Los huéspedes quedaron atónitos, y también el amo; incluso se levantó y corrió la
cortina, para ver el rostro de la mujer. Ella, con los brazos cruzados, miró sonriendo a su
anciano esposo, y Elías le sonrió a ella. La anciana continuó:
-Digo la verdad, sin socarronería. Durante medio siglo buscamos la felicidad, y
mientras éramos ricos nunca la encontramos. Ahora que no nos queda nada, y nos hemos
puesto a trabajar como peones, hemos hallado tal felicidad que no deseamos nada mejor.
-¿Pero en qué consiste vuestra felicidad? -preguntó el huésped.
-Pues en esto -respondió ella-. Cuando éramos ricos, mi esposo y yo teníamos tantas
preocupaciones que no teníamos tiempo de hablarnos, ni de pensar en nuestra alma, ni de
orar a Dios.

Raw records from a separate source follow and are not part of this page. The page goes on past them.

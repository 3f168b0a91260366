//! # Solver Driver
//!
//! Lowers a normalized [`LogicProgram`] into a fresh Z3 solver instance.
//! One instance per program, never reused across pipeline stages; the
//! caller owns the [`z3::Context`] and drops everything at the end of the
//! stage that needed it.
//!
//! Ground atoms are encoded propositionally: each atom becomes a boolean
//! constant named by its normalized key (`Pred(a,b)`). The type mapper
//! still resolves one Z3 sort per ontology sort and declares constants
//! lazily on first use, which is where argument sorts are checked.

use std::collections::HashMap;

use thiserror::Error;
use z3::ast::{Ast, Bool, Dynamic};
use z3::{Context, FuncDecl, SatResult, Solver, Sort, Symbol};

use crate::dsl::{DslError, Expr, ExpressionParser, ParseMode};
use crate::ontology::Ontology;
use crate::program::LogicProgram;

/// Errors raised while building or driving a solver instance.
#[derive(Error, Debug)]
pub enum SolverError {
    #[error(transparent)]
    Dsl(#[from] DslError),

    #[error("Solver error: {0}")]
    Backend(String),
}

/// Caches one Z3 sort per ontology sort and one term per constant.
///
/// `Entity` sorts carrying an enumerated value list become tagged
/// datatypes whose constructors are the listed values; plain `Entity`
/// falls back to the string sort; primitive bases map directly.
pub struct TypeMapper<'ctx> {
    ctx: &'ctx Context,
    sorts: HashMap<String, Sort<'ctx>>,
    constants: HashMap<String, Dynamic<'ctx>>,
}

impl<'ctx> TypeMapper<'ctx> {
    pub fn new(ctx: &'ctx Context) -> Self {
        TypeMapper {
            ctx,
            sorts: HashMap::new(),
            constants: HashMap::new(),
        }
    }

    /// Resolve the Z3 sort for an ontology sort name, caching the result.
    pub fn solver_sort(
        &mut self,
        name: &str,
        program: &LogicProgram,
        registry: &Ontology,
    ) -> Sort<'ctx> {
        if let Some(sort) = self.sorts.get(name) {
            return sort.clone();
        }
        let base = resolve_base(name, program, registry);
        let sort = match base.as_str() {
            "Bool" => Sort::bool(self.ctx),
            "Int" => Sort::int(self.ctx),
            "Float" => Sort::real(self.ctx),
            "String" => Sort::string(self.ctx),
            _ => {
                let values = registry
                    .sort_spec(name)
                    .map(|spec| spec.values.clone())
                    .unwrap_or_default();
                if values.is_empty() {
                    Sort::string(self.ctx)
                } else {
                    let symbols: Vec<Symbol> =
                        values.iter().map(|v| Symbol::String(v.clone())).collect();
                    let (sort, _, _) = Sort::enumeration(
                        self.ctx,
                        Symbol::String(name.to_string()),
                        &symbols,
                    );
                    sort
                }
            }
        };
        self.sorts.insert(name.to_string(), sort.clone());
        sort
    }

    /// Declare (once) and return the term for a program constant.
    pub fn constant(
        &mut self,
        name: &str,
        program: &LogicProgram,
        registry: &Ontology,
    ) -> Option<Dynamic<'ctx>> {
        if let Some(term) = self.constants.get(name) {
            return Some(term.clone());
        }
        let sort_name = program.constants.get(name)?.sort.clone();
        let sort = self.solver_sort(&sort_name, program, registry);
        let decl = FuncDecl::new(self.ctx, name, &[], &sort);
        let term = decl.apply(&[]);
        self.constants.insert(name.to_string(), term.clone());
        Some(term)
    }
}

/// Walk the declared sort chain down to a primitive base.
fn resolve_base(name: &str, program: &LogicProgram, registry: &Ontology) -> String {
    let mut current = name.to_string();
    for _ in 0..32 {
        if matches!(current.as_str(), "Bool" | "Int" | "Float" | "String" | "Entity") {
            return current;
        }
        match program.sorts.get(&current) {
            Some(def) if def.base != current => current = def.base.clone(),
            _ => return registry.base_sort(&current).to_string(),
        }
    }
    "Entity".to_string()
}

/// A built solver plus the handles the feedback engine needs.
pub struct SolverInstance<'ctx> {
    ctx: &'ctx Context,
    pub solver: Solver<'ctx>,
    pub query: Option<Bool<'ctx>>,
    pub query_text: Option<String>,
    /// Tracking labels in assertion order (`rule id`, `rule_i`,
    /// `axiom_i`, `fact_i`); used for unsat-core reporting.
    pub assertion_labels: Vec<String>,
    tracked: Vec<(Bool<'ctx>, String)>,
}

impl<'ctx> SolverInstance<'ctx> {
    pub fn context(&self) -> &'ctx Context {
        self.ctx
    }

    /// Entailment: `solver ⊨ P` iff `solver ∧ ¬P` is UNSAT.
    /// UNKNOWN counts as not entailed.
    pub fn entails(&self, proposition: &Bool<'ctx>) -> bool {
        self.solver.push();
        self.solver.assert(&proposition.not());
        let result = self.solver.check();
        self.solver.pop(1);
        result == SatResult::Unsat
    }

    /// Entailment probe for an atom by its normalized key.
    pub fn entails_atom_key(&self, key: &str) -> bool {
        self.entails(&Bool::new_const(self.ctx, key))
    }

    /// Map the current unsat core back onto assertion labels.
    /// Falls back to enumerating every assertion when the core is empty.
    pub fn core_labels(&self) -> Vec<String> {
        let core = self.solver.get_unsat_core();
        let mut labels: Vec<String> = Vec::new();
        for item in &core {
            let rendered = item.to_string();
            if let Some((_, label)) = self
                .tracked
                .iter()
                .find(|(lit, _)| lit.to_string() == rendered)
            {
                labels.push(label.clone());
            }
        }
        if labels.is_empty() {
            labels = self.assertion_labels.clone();
        }
        if labels.is_empty() {
            labels.push("conflict_0".to_string());
        }
        labels
    }
}

/// Builds fresh solver instances from normalized programs.
pub struct SolverDriver<'a> {
    registry: &'a Ontology,
}

impl<'a> SolverDriver<'a> {
    pub fn new(registry: &'a Ontology) -> Self {
        SolverDriver { registry }
    }

    /// Assert every rule, axiom and fact of `program` into a fresh solver.
    ///
    /// Rules become `condition => conclusion`; axioms are asserted as
    /// formulas; each fact row is asserted as the corresponding predicate
    /// application. The query, when present, is parsed and returned
    /// alongside the solver handle.
    pub fn build<'ctx>(
        &self,
        ctx: &'ctx Context,
        program: &LogicProgram,
    ) -> Result<SolverInstance<'ctx>, SolverError> {
        let solver = Solver::new(ctx);
        let parser = ExpressionParser::new(self.registry, ParseMode::Permissive);
        let mut mapper = TypeMapper::new(ctx);
        let mut labels = Vec::new();
        let mut tracked = Vec::new();

        let mut track = |solver: &Solver<'ctx>,
                         formula: &Bool<'ctx>,
                         label: String,
                         tracked: &mut Vec<(Bool<'ctx>, String)>| {
            let lit = Bool::new_const(ctx, format!("track!{}", tracked.len()));
            solver.assert_and_track(formula, &lit);
            tracked.push((lit, label.clone()));
            labels.push(label);
        };

        for (idx, rule) in program.rules.iter().enumerate() {
            let condition = parser.parse(&rule.condition, &program.predicates, &program.constants)?;
            let conclusion =
                parser.parse(&rule.conclusion, &program.predicates, &program.constants)?;
            let cond = self.lower(ctx, &condition.expr, program, &mut mapper);
            let concl = self.lower(ctx, &conclusion.expr, program, &mut mapper);
            let label = rule
                .id
                .clone()
                .unwrap_or_else(|| format!("rule_{idx}"));
            track(&solver, &cond.implies(&concl), label, &mut tracked);
        }

        for (idx, axiom) in program.axioms.iter().enumerate() {
            let parsed = parser.parse(&axiom.formula, &program.predicates, &program.constants)?;
            let formula = self.lower(ctx, &parsed.expr, program, &mut mapper);
            track(&solver, &formula, format!("axiom_{idx}"), &mut tracked);
        }

        let mut fact_idx = 0usize;
        for (name, rows) in &program.facts {
            for row in rows {
                let key = Expr::atom_key(name, row);
                for arg in row {
                    let _ = mapper.constant(arg, program, self.registry);
                }
                let atom = Bool::new_const(ctx, key.as_str());
                track(&solver, &atom, format!("fact_{fact_idx}"), &mut tracked);
                fact_idx += 1;
            }
        }

        let (query, query_text) = match &program.query {
            Some(text) if !text.trim().is_empty() => {
                let parsed = parser.parse(text, &program.predicates, &program.constants)?;
                let lowered = self.lower(ctx, &parsed.expr, program, &mut mapper);
                (Some(lowered), Some(text.clone()))
            }
            _ => (None, None),
        };

        Ok(SolverInstance {
            ctx,
            solver,
            query,
            query_text,
            assertion_labels: labels,
            tracked,
        })
    }

    /// Lower a parsed expression to a Z3 boolean term.
    fn lower<'ctx>(
        &self,
        ctx: &'ctx Context,
        expr: &Expr,
        program: &LogicProgram,
        mapper: &mut TypeMapper<'ctx>,
    ) -> Bool<'ctx> {
        match expr {
            Expr::True => Bool::from_bool(ctx, true),
            Expr::False => Bool::from_bool(ctx, false),
            Expr::Atom { predicate, args } => {
                for arg in args {
                    let _ = mapper.constant(arg, program, self.registry);
                }
                Bool::new_const(ctx, Expr::atom_key(predicate, args).as_str())
            }
            Expr::Not(inner) => self.lower(ctx, inner, program, mapper).not(),
            Expr::And(items) => {
                let lowered: Vec<Bool<'ctx>> = items
                    .iter()
                    .map(|item| self.lower(ctx, item, program, mapper))
                    .collect();
                let refs: Vec<&Bool<'ctx>> = lowered.iter().collect();
                Bool::and(ctx, &refs)
            }
            Expr::Or(items) => {
                let lowered: Vec<Bool<'ctx>> = items
                    .iter()
                    .map(|item| self.lower(ctx, item, program, mapper))
                    .collect();
                let refs: Vec<&Bool<'ctx>> = lowered.iter().collect();
                Bool::or(ctx, &refs)
            }
            Expr::Implies(lhs, rhs) => {
                let l = self.lower(ctx, lhs, program, mapper);
                let r = self.lower(ctx, rhs, program, mapper);
                l.implies(&r)
            }
        }
    }
}

#[cfg(test)]
mod tests {
    use super::*;
    use crate::program::{ConstantDef, PredicateDef, Rule, SortDef};
    use z3::Config;

    fn registry() -> Ontology {
        Ontology::load_default().expect("embedded catalogue")
    }

    fn zero_ary(names: &[&str]) -> std::collections::BTreeMap<String, PredicateDef> {
        names
            .iter()
            .map(|n| ((*n).to_string(), PredicateDef::default()))
            .collect()
    }

    #[test]
    fn test_rule_and_fact_entail_query() {
        let registry = registry();
        let mut program = LogicProgram {
            predicates: zero_ary(&["A", "B"]),
            query: Some("B".to_string()),
            ..Default::default()
        };
        program.rules.push(Rule {
            condition: "A".into(),
            conclusion: "B".into(),
            id: None,
        });
        program.facts.insert("A".into(), vec![Vec::new()]);

        let cfg = Config::new();
        let ctx = Context::new(&cfg);
        let driver = SolverDriver::new(&registry);
        let instance = driver.build(&ctx, &program).expect("build");
        assert_eq!(instance.solver.check(), SatResult::Sat);
        let query = instance.query.clone().expect("query");
        assert!(instance.entails(&query));
    }

    #[test]
    fn test_conflicting_rules_are_unsat() {
        let registry = registry();
        let mut program = LogicProgram {
            predicates: zero_ary(&["A", "B"]),
            ..Default::default()
        };
        program.rules.push(Rule {
            condition: "A".into(),
            conclusion: "B".into(),
            id: None,
        });
        program.rules.push(Rule {
            condition: "A".into(),
            conclusion: "not B".into(),
            id: None,
        });
        program.facts.insert("A".into(), vec![Vec::new()]);

        let cfg = Config::new();
        let ctx = Context::new(&cfg);
        let driver = SolverDriver::new(&registry);
        let instance = driver.build(&ctx, &program).expect("build");
        assert_eq!(instance.solver.check(), SatResult::Unsat);
        assert!(!instance.core_labels().is_empty());
    }

    #[test]
    fn test_fact_rows_assert_atom_keys() {
        let registry = registry();
        let mut program = LogicProgram {
            ..Default::default()
        };
        program.sorts.insert("Soggetto".into(), SortDef::default());
        program
            .constants
            .insert("tizio".into(), ConstantDef { sort: "Soggetto".into() });
        program.predicates.insert(
            "BuonaFede".into(),
            PredicateDef { arity: 1, sorts: vec!["Soggetto".into()] },
        );
        program
            .facts
            .insert("BuonaFede".into(), vec![vec!["tizio".into()]]);

        let cfg = Config::new();
        let ctx = Context::new(&cfg);
        let driver = SolverDriver::new(&registry);
        let instance = driver.build(&ctx, &program).expect("build");
        assert!(instance.entails_atom_key("BuonaFede(tizio)"));
        assert!(!instance.entails_atom_key("BuonaFede(caio)"));
    }

    #[test]
    fn test_malformed_rule_is_a_dsl_error() {
        let registry = registry();
        let mut program = LogicProgram::default();
        program.rules.push(Rule {
            condition: "((".into(),
            conclusion: "A".into(),
            id: None,
        });
        let cfg = Config::new();
        let ctx = Context::new(&cfg);
        let driver = SolverDriver::new(&registry);
        assert!(matches!(
            driver.build(&ctx, &program),
            Err(SolverError::Dsl(_))
        ));
    }

    #[test]
    fn test_type_mapper_caches_sorts() {
        let registry = registry();
        let program = LogicProgram::default();
        let cfg = Config::new();
        let ctx = Context::new(&cfg);
        let mut mapper = TypeMapper::new(&ctx);
        let first = mapper.solver_sort("Contratto", &program, &registry);
        let second = mapper.solver_sort("Contratto", &program, &registry);
        assert_eq!(first, second);
        assert_eq!(mapper.sorts.len(), 1);
    }
}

Teníamos visitantes, y teníamos que pensar en la comida que debíamos
servirles, y en los obsequios que debíamos darles, para que no hablaran mal de nosotros.
Cuando se iban teníamos que vigilar a nuestros peones, que siempre procuraban eludir el
trabajo y conseguir la mejor comida, mientras nosotros procurábamos obtener de ellos todo
lo posible. Así pecábamos. También temíamos que un lobo matara un potrillo o un becerro,
o que los ladrones nos robaran los caballos. De noche permanecíamos en vela temiendo que
las ovejas sofocaran a sus corderos, y nos levantábamos una y otra vez para verificar que
todo estuviera en orden. En cuanto solucionábamos un problema, surgía otra preocupación.
Verificar, por ejemplo, si había suficiente forraje para el invierno. Y además de eso, mi
esposo y yo teníamos desavenencias. El decía que había que hacer tal cosa, y yo decía lo
contrario, y entonces reñíamos... pecando de nuevo. Así pasábamos de un problema al otro,
de un pecado al otro, y no hallábamos la felicidad.
-¿Y ahora?
-Ahora, cuando mi esposo y yo nos despertamos por la mañana siempre nos
dirigimos una palabra cariñosa, y vivimos en paz, sin motivos para reñir-. No tenemos
preocupaciones, salvo servir a nuestro amo. Trabajamos tanto como nos lo permiten
nuestras fuerzas, y lo hacemos con voluntad, para que nuestro amo no sufra pérdidas, sino
que obtenga provecho de nosotros. Cuando regresamos, la cena está servida y hay kumiss
para beber. Tenemos combustible para quemar cuando hace frío, y tenemos nuestra manta
de piel. Y tenemos tiempo para charlar, tiempo para pensar en nuestras almas y tiempo para
rezar. Durante cincuenta años buscamos la felicidad, pero sólo ahora la hemos hallado.
Los huéspedes rieron.
Pero Elías dijo:
-No debéis reír, amigos. No es cuestión de broma, sino la verdad de la vida. Al
principio también fuimos necios y lloramos la pérdida de nuestra riqueza, pero ahora Dios
nos ha mostrado la verdad, y la decimos, no para nuestro consuelo, sino para vuestro bien.
Y el mullah dijo:
-Sabias palabras. Elías ha dicho la verdad. Lo mismo dicen las Sagradas Escrituras.
Los huéspedes no rieron más y meditaron sobre esas palabras.